**Your goal**
Reproduce the entries exactly as they appear below.

**Given data**
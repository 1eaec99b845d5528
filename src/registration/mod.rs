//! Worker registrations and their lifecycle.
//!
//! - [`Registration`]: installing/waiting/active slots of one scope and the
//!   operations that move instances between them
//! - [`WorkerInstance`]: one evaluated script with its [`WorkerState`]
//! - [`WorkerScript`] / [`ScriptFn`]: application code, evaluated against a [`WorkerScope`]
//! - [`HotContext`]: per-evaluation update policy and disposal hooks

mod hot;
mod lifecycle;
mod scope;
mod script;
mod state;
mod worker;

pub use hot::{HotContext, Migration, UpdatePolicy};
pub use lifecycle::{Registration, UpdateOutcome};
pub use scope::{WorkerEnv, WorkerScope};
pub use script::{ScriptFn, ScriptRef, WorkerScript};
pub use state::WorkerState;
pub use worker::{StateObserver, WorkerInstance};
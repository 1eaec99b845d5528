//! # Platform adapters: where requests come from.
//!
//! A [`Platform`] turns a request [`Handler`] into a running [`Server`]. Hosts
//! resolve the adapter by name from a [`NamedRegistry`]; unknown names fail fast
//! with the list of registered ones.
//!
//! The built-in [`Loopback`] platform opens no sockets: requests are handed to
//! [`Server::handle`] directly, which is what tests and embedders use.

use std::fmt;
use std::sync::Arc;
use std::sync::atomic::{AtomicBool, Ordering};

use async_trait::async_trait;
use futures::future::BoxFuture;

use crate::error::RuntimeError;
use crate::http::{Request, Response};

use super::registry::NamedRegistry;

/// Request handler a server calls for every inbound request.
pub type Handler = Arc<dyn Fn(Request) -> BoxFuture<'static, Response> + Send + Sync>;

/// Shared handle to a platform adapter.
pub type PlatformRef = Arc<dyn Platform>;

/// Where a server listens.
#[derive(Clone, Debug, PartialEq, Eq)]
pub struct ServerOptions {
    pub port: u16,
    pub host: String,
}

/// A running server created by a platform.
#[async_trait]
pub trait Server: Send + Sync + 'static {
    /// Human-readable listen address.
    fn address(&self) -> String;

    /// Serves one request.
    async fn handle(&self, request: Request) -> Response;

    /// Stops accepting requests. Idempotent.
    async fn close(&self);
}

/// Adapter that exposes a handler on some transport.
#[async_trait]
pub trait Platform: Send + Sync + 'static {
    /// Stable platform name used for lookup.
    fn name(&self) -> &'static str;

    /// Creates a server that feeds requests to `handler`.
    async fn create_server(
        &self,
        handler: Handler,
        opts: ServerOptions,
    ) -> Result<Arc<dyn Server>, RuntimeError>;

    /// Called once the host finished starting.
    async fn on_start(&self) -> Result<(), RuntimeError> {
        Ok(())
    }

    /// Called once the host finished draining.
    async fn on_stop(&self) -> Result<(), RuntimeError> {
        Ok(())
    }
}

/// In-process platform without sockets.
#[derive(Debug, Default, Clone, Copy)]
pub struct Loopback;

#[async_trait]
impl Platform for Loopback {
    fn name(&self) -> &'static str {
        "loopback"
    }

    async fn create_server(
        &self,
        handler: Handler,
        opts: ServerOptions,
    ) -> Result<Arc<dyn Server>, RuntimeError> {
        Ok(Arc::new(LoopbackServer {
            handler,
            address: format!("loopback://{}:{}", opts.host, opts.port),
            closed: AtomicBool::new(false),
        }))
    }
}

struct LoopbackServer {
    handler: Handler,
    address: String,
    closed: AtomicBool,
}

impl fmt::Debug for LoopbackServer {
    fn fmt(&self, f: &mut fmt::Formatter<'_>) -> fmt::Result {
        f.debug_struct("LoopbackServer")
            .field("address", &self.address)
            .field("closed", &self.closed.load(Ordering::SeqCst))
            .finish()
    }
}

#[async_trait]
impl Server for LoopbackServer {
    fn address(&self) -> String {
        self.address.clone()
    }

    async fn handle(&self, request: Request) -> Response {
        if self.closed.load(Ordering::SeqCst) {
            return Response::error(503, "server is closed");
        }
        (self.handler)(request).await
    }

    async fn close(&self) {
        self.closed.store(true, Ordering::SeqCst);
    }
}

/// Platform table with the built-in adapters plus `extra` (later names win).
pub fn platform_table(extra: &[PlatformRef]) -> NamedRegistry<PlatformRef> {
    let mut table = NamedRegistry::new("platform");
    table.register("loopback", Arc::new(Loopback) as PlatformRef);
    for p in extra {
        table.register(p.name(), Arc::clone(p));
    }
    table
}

**Reply to the task**
repository 1eaec99b845d5528
filename src/registration/mod.rs
//! Worker registrations and their lifecycle.
//!
//! - [`Registration`]: installing/waiting/active slots of one scope and the
//!   operations that move instances between them
//! - [`WorkerInstance`]: one evaluated script with its [`WorkerState`]
//! - [`WorkerScript`] / [`ScriptFn`]: application code, evaluated against a [`WorkerScope`]
//! - [`HotContext`]: per-evaluation update policy and disposal hooks

mod hot;
mod lifecycle;
mod scope;
mod script;
mod state;
mod worker;

pub use hot::{HotContext, Migration, UpdatePolicy};
pub use lifecycle::{Registration, UpdateOutcome};
pub use scope::{WorkerEnv, WorkerScope};
pub use script::{ScriptFn, ScriptRef, WorkerScript};
pub use state::WorkerState;
pub use worker::{StateObserver, WorkerInstance};
repository 1eaec99b845d5528
//! # Platform adapters: where requests come from.
//!
//! A [`Platform`] turns a request [`Handler`] into a running [`Server`]. Hosts
//! resolve the adapter by name from a [`NamedRegistry`]; unknown names fail fast
//! with the list of registered ones.
//!
//! The built-in [`Loopback`] platform opens no sockets: requests are handed to
//! [`Server::handle`] directly, which is what tests and embedders use.

use std::fmt;
use std::sync::Arc;
use std::sync::atomic::{AtomicBool, Ordering};

use async_trait::async_trait;
use futures::future::BoxFuture;

use crate::error::RuntimeError;
use crate::http::{Request, Response};

use super::registry::NamedRegistry;

/// Request handler a server calls for every inbound request.
pub type Handler = Arc<dyn Fn(Request) -> BoxFuture<'static, Response> + Send + Sync>;

/// Shared handle to a platform adapter.
pub type PlatformRef = Arc<dyn Platform>;

/// Where a server listens.
#[derive(Clone, Debug, PartialEq, Eq)]
pub struct ServerOptions {
    pub port: u16,
    pub host: String,
}

/// A running server created by a platform.
#[async_trait]
pub trait Server: Send + Sync + 'static {
    /// Human-readable listen address.
    fn address(&self) -> String;

    /// Serves one request.
    async fn handle(&self, request: Request) -> Response;

    /// Stops accepting requests. Idempotent.
    async fn close(&self);
}

/// Adapter that exposes a handler on some transport.
#[async_trait]
pub trait Platform: Send + Sync + 'static {
    /// Stable platform name used for lookup.
    fn name(&self) -> &'static str;

    /// Creates a server that feeds requests to `handler`.
    async fn create_server(
        &self,
        handler: Handler,
        opts: ServerOptions,
    ) -> Result<Arc<dyn Server>, RuntimeError>;

    /// Called once the host finished starting.
    async fn on_start(&self) -> Result<(), RuntimeError> {
        Ok(())
    }

    /// Called once the host finished draining.
    async fn on_stop(&self) -> Result<(), RuntimeError> {
        Ok(())
    }
}

/// In-process platform without sockets.
#[derive(Debug, Default, Clone, Copy)]
pub struct Loopback;

#[async_trait]
impl Platform for Loopback {
    fn name(&self) -> &'static str {
        "loopback"
    }

    async fn create_server(
        &self,
        handler: Handler,
        opts: ServerOptions,
    ) -> Result<Arc<dyn Server>, RuntimeError> {
        Ok(Arc::new(LoopbackServer {
            handler,
            address: format!("loopback://{}:{}", opts.host, opts.port),
            closed: AtomicBool::new(false),
        }))
    }
}

struct LoopbackServer {
    handler: Handler,
    address: String,
    closed: AtomicBool,
}

impl fmt::Debug for LoopbackServer {
    fn fmt(&self, f: &mut fmt::Formatter<'_>) -> fmt::Result {
        f.debug_struct("LoopbackServer")
            .field("address", &self.address)
            .field("closed", &self.closed.load(Ordering::SeqCst))
            .finish()
    }
}

#[async_trait]
impl Server for LoopbackServer {
    fn address(&self) -> String {
        self.address.clone()
    }

    async fn handle(&self, request: Request) -> Response {
        if self.closed.load(Ordering::SeqCst) {
            return Response::error(503, "server is closed");
        }
        (self.handler)(request).await
    }

    async fn close(&self) {
        self.closed.store(true, Ordering::SeqCst);
    }
}

/// Platform table with the built-in adapters plus `extra` (later names win).
pub fn platform_table(extra: &[PlatformRef]) -> NamedRegistry<PlatformRef> {
    let mut table = NamedRegistry::new("platform");
    table.register("loopback", Arc::new(Loopback) as PlatformRef);
    for p in extra {
        table.register(p.name(), Arc::clone(p));
    }
    table
}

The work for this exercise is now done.